Early life (1745–1758) 
Pierre Douville was born on August 7, 1745, in the town of Havre-Saint-Pierre, otherwise known as St. Peter's, on the island of St. John, which is present day Prince Edward Island. He was the youngest son and the tenth child of François Douville and Mary Roger. François Douville was the first inhabitant of Havre-Saint-Pierre and came to the island in 1719. Originally from Normandy, France, François and Charles Carpentier were shipwrecked on the island in 1719, "farther to the east [from where Havre-Saint-Pierre would be settled], at Naufrage." In a 1752 census, François Douville was one of the wealthiest inhabitants on the island, who made his living as a "fisherman, navigator, and ploughman or farmer."

Deportation and life in exile (1758–1763) 

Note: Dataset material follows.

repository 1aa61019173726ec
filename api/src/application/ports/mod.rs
pub mod task_repository;
pub mod user_repository;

In 1758, Pierre's family was forced to leave Havre-Saint-Pierre in what is known as the "Grand Dérangement", or the Expulsion of the Acadians. During the French and Indian War, the siege of Louisbourg Fortress in 1758 resulted in the British expelling the French-Canadians from St. John. The British put Havre-Saint-Pierre's inhabitants on a ship to St. Malo and destroyed the town.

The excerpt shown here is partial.